PROBLEM TO WORK ON ▸ Of the lines in the data below, write out exactly those from the one holding "prop_assert_eq!(decoded.amount(), None);" through the one holding "prop_assert_eq!(decoded.amount(), Some(owed));", both included.

Collected data entries ▸
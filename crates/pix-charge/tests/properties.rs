//! Property tests for the key policy and the degraded fallback.

use proptest::prelude::*;
use rust_decimal::Decimal;

use pix_charge::{verify_payload, ChargeConfig, InvoiceCharge, PayeeProfile, PixCharger, PixKeyKind};
use pix_charge_testkit::generators::{amount, cnpj_key, cpf_key, email_key, free_text};

/// Insert document punctuation the way provider records usually store it.
fn punctuate(digits: &str) -> String {
    match digits.len() {
        11 => format!(
            "{}.{}.{}-{}",
            &digits[..3],
            &digits[3..6],
            &digits[6..9],
            &digits[9..]
        ),
        14 => format!(
            "{}.{}.{}/{}-{}",
            &digits[..2],
            &digits[2..5],
            &digits[5..8],
            &digits[8..12],
            &digits[12..]
        ),
        _ => digits.to_string(),
    }
}

fn document(key: impl Strategy<Value = String>) -> impl Strategy<Value = Option<String>> {
    proptest::option::of((key, any::<bool>()).prop_map(|(digits, formatted)| {
        if formatted {
            punctuate(&digits)
        } else {
            digits
        }
    }))
}

proptest! {
    #[test]
    fn test_resolve_key_follows_priority(
        cnpj in document(cnpj_key()),
        cpf in document(cpf_key()),
        email_business in proptest::option::of(email_key()),
        email in proptest::option::of(email_key()),
    ) {
        let payee = PayeeProfile {
            cnpj: cnpj.clone(),
            cpf: cpf.clone(),
            email_business: email_business.clone(),
            email: email.clone(),
            ..Default::default()
        };
        let digits = |s: &String| s.chars().filter(char::is_ascii_digit).collect::<String>();

        let expected = cnpj
            .as_ref()
            .map(|c| (PixKeyKind::Cnpj, digits(c)))
            .or_else(|| cpf.as_ref().map(|c| (PixKeyKind::Cpf, digits(c))))
            .or_else(|| email_business.clone().map(|e| (PixKeyKind::Email, e)))
            .or_else(|| email.clone().map(|e| (PixKeyKind::Email, e)));

        let resolved = payee.resolve_key().map(|k| (k.kind(), k.as_str().to_string()));
        prop_assert_eq!(resolved, expected);
    }

    #[test]
    fn test_degraded_charge_is_open_and_valid(
        name in free_text(),
        city in free_text(),
        owed in amount(),
    ) {
        let charger = PixCharger::new(ChargeConfig {
            degrade_on_invalid_amount: true,
            ..Default::default()
        });
        let payee = PayeeProfile {
            company_name: Some(name),
            city: Some(city),
            cpf: Some("11144477735".into()),
            ..Default::default()
        };
        let refund = InvoiceCharge::new(-owed, Some("NC1".into()));

        let charge = charger.charge(&payee, &refund).unwrap();
        prop_assert!(charge.degraded);
        prop_assert_eq!(charge.request.amount, None);

        let decoded = verify_payload(&charge.payload).unwrap();
        prop_assert_eq!(decoded.amount(), None);
        prop_assert_eq!(decoded.transaction_id(), Some("NC1"));
    }

    #[test]
    fn test_valid_totals_never_degrade(owed in amount()) {
        let charger = PixCharger::new(ChargeConfig {
            degrade_on_invalid_amount: true,
            ..Default::default()
        });
        let payee = PayeeProfile {
            company_name: Some("Acme".into()),
            cpf: Some("11144477735".into()),
            ..Default::default()
        };

        let charge = charger.charge(&payee, &InvoiceCharge::new(owed, None)).unwrap();
        prop_assert!(!charge.degraded);
        let decoded = verify_payload(&charge.payload).unwrap();
        prop_assert_eq!(decoded.amount(), Some(owed));
        prop_assert!(decoded.amount().map_or(false, |a| a > Decimal::ZERO));
    }
}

OUTPUT ▸
        prop_assert_eq!(decoded.amount(), None);
        prop_assert_eq!(decoded.transaction_id(), Some("NC1"));
    }

    #[test]
    fn test_valid_totals_never_degrade(owed in amount()) {
        let charger = PixCharger::new(ChargeConfig {
            degrade_on_invalid_amount: true,
            ..Default::default()
        });
        let payee = PayeeProfile {
            company_name: Some("Acme".into()),
            cpf: Some("11144477735".into()),
            ..Default::default()
        };

        let charge = charger.charge(&payee, &InvoiceCharge::new(owed, None)).unwrap();
        prop_assert!(!charge.degraded);
        let decoded = verify_payload(&charge.payload).unwrap();
        prop_assert_eq!(decoded.amount(), Some(owed));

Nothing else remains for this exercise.